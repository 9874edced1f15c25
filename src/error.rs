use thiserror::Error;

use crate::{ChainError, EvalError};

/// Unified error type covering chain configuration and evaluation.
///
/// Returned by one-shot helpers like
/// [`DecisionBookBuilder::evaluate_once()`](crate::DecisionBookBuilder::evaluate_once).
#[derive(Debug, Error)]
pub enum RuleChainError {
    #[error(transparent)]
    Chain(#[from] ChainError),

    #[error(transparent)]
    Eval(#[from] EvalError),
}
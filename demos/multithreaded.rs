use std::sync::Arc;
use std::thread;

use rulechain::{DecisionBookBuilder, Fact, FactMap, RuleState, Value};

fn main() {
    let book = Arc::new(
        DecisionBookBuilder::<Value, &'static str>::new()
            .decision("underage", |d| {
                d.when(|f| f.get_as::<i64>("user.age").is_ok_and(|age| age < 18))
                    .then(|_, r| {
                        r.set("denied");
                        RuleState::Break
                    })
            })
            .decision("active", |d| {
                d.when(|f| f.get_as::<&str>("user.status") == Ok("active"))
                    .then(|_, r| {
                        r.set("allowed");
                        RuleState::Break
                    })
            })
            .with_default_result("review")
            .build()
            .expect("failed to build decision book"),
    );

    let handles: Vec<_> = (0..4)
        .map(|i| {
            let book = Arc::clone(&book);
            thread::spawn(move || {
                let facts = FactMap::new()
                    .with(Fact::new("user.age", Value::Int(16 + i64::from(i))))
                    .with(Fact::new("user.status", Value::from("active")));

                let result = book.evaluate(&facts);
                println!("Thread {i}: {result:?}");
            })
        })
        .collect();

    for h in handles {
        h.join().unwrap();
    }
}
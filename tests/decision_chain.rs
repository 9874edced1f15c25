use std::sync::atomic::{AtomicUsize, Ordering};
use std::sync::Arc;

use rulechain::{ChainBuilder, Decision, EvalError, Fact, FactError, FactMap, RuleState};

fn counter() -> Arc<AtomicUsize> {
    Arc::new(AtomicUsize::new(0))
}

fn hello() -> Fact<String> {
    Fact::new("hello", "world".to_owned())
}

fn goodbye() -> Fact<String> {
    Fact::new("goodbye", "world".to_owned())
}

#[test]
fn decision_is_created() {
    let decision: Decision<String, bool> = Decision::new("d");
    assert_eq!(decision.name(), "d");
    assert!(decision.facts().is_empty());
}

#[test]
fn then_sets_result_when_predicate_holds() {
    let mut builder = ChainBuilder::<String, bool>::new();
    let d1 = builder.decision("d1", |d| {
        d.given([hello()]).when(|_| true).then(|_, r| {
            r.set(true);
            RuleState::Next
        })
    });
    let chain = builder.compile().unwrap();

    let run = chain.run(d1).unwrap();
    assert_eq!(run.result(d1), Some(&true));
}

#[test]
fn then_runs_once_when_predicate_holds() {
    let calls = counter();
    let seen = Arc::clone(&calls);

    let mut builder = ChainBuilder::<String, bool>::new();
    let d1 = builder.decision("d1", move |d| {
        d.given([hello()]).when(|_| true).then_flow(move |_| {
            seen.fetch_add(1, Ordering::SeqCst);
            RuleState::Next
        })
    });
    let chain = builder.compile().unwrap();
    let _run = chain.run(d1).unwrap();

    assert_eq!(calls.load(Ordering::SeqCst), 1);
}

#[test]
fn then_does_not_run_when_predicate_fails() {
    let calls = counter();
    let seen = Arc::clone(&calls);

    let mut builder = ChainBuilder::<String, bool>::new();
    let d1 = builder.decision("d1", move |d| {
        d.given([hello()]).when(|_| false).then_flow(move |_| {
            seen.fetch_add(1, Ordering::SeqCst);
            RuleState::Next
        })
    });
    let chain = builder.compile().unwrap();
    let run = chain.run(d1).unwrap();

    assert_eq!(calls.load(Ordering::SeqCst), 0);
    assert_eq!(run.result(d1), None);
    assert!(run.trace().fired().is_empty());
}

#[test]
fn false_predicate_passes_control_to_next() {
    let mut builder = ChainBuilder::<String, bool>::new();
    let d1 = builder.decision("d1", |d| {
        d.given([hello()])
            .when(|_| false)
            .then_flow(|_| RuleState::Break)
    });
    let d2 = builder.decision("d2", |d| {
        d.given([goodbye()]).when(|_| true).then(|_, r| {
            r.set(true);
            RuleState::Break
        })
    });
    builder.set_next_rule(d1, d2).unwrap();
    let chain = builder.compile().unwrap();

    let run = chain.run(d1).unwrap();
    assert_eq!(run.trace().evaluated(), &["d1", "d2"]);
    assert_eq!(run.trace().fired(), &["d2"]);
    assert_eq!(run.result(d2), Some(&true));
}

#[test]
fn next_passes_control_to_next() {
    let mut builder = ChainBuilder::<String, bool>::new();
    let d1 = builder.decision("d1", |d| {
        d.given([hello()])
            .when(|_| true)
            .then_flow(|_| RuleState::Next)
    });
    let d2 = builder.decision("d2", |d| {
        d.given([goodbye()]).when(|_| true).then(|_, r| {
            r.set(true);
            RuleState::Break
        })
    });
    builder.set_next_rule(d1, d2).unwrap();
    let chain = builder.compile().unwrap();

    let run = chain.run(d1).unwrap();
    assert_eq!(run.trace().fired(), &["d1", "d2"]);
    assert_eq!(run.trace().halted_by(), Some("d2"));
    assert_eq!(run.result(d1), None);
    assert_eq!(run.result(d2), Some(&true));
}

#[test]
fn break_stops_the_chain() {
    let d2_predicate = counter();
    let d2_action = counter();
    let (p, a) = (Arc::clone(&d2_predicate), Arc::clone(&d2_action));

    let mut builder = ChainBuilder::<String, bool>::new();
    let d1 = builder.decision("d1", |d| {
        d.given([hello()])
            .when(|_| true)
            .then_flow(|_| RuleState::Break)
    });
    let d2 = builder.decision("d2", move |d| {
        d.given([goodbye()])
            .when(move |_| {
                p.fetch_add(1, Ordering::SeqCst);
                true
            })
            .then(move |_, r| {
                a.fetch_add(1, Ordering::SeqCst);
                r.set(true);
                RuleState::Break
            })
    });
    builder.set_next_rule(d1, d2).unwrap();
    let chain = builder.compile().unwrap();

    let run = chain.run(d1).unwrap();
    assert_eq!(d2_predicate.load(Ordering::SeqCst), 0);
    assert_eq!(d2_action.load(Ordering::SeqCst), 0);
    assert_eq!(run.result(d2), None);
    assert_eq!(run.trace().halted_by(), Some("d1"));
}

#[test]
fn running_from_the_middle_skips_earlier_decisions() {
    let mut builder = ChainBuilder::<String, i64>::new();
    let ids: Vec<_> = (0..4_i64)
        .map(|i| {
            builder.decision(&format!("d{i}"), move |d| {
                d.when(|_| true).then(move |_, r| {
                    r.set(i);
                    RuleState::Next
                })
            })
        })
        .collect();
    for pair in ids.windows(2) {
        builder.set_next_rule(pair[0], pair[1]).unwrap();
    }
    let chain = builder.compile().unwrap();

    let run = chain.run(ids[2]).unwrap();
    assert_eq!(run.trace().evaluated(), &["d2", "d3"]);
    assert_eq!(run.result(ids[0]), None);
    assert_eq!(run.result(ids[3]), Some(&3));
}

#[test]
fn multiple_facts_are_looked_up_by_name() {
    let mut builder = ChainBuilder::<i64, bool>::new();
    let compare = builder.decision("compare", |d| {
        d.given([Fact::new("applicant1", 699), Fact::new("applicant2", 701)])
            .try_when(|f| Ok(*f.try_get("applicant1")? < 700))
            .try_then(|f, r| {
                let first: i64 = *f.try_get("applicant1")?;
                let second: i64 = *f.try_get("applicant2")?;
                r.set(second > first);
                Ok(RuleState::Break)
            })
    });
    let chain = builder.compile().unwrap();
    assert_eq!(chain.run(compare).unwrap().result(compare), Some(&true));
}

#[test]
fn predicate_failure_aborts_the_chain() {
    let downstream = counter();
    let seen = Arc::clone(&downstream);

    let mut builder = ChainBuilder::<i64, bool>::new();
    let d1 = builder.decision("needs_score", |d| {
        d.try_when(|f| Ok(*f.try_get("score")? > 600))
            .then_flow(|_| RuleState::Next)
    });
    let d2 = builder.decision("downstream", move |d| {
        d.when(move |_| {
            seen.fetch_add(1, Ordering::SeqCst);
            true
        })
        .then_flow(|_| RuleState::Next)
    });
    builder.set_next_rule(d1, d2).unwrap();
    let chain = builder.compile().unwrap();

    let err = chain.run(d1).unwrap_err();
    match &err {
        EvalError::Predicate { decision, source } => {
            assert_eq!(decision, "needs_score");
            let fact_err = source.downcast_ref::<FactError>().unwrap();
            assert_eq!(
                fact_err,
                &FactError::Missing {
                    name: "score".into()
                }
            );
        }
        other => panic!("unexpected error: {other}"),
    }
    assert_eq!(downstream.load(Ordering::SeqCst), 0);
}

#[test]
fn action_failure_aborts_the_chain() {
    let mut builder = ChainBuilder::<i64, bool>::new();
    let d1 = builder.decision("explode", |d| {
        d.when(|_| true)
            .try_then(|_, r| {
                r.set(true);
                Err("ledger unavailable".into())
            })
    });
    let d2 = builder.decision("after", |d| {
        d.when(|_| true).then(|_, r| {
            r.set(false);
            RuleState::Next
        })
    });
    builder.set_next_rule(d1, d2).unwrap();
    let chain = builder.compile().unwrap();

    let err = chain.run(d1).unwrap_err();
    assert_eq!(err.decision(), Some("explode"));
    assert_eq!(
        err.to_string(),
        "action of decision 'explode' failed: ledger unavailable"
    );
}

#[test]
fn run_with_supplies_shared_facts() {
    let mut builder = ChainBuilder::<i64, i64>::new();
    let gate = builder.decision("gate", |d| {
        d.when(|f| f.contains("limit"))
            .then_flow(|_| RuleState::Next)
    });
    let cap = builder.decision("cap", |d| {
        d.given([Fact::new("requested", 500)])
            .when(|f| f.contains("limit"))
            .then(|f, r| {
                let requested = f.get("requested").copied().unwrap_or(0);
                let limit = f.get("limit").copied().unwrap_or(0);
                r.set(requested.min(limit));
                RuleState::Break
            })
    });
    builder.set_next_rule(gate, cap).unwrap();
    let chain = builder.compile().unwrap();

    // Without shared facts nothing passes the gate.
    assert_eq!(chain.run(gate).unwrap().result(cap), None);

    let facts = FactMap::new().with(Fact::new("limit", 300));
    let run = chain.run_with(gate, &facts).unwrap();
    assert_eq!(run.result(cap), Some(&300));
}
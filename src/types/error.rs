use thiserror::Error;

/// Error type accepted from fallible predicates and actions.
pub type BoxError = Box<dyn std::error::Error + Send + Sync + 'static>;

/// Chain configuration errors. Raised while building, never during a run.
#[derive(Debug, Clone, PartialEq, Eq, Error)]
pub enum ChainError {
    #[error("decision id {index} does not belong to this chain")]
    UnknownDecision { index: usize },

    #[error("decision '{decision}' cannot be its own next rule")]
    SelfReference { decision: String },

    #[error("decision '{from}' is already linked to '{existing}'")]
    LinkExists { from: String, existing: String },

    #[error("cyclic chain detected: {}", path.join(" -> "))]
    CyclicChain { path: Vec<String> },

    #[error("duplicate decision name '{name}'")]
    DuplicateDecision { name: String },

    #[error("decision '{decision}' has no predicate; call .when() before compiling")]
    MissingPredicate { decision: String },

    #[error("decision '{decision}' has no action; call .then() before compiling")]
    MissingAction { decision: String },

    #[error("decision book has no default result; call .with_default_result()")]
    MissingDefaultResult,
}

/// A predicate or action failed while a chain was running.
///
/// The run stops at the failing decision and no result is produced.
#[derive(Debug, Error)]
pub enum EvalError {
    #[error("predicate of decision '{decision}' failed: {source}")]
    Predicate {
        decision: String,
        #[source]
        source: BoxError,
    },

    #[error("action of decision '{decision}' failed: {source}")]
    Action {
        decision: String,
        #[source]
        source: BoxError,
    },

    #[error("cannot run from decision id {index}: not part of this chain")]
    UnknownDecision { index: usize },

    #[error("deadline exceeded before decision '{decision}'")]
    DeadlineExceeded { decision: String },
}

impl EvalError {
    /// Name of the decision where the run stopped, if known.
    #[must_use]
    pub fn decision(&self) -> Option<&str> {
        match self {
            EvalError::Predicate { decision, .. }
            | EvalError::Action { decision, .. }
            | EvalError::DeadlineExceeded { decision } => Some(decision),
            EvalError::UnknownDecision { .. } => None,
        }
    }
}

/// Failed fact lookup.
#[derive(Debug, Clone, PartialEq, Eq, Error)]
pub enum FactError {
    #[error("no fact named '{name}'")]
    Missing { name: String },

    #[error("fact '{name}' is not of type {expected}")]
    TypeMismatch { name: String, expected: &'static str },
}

※ ※ ※

TO DO: In the material above, find every line that has the string "move" and pull those lines out.

ANSWER SPACE:
            thread::spawn(move || {
    let d1 = builder.decision("d1", move |d| {
        d.given([hello()]).when(|_| true).then_flow(move |_| {
    let d1 = builder.decision("d1", move |d| {
        d.given([hello()]).when(|_| false).then_flow(move |_| {
    let d2 = builder.decision("d2", move |d| {
            .when(move |_| {
            .then(move |_, r| {
            builder.decision(&format!("d{i}"), move |d| {
                d.when(|_| true).then(move |_, r| {
    let d2 = builder.decision("downstream", move |d| {
        d.when(move |_| {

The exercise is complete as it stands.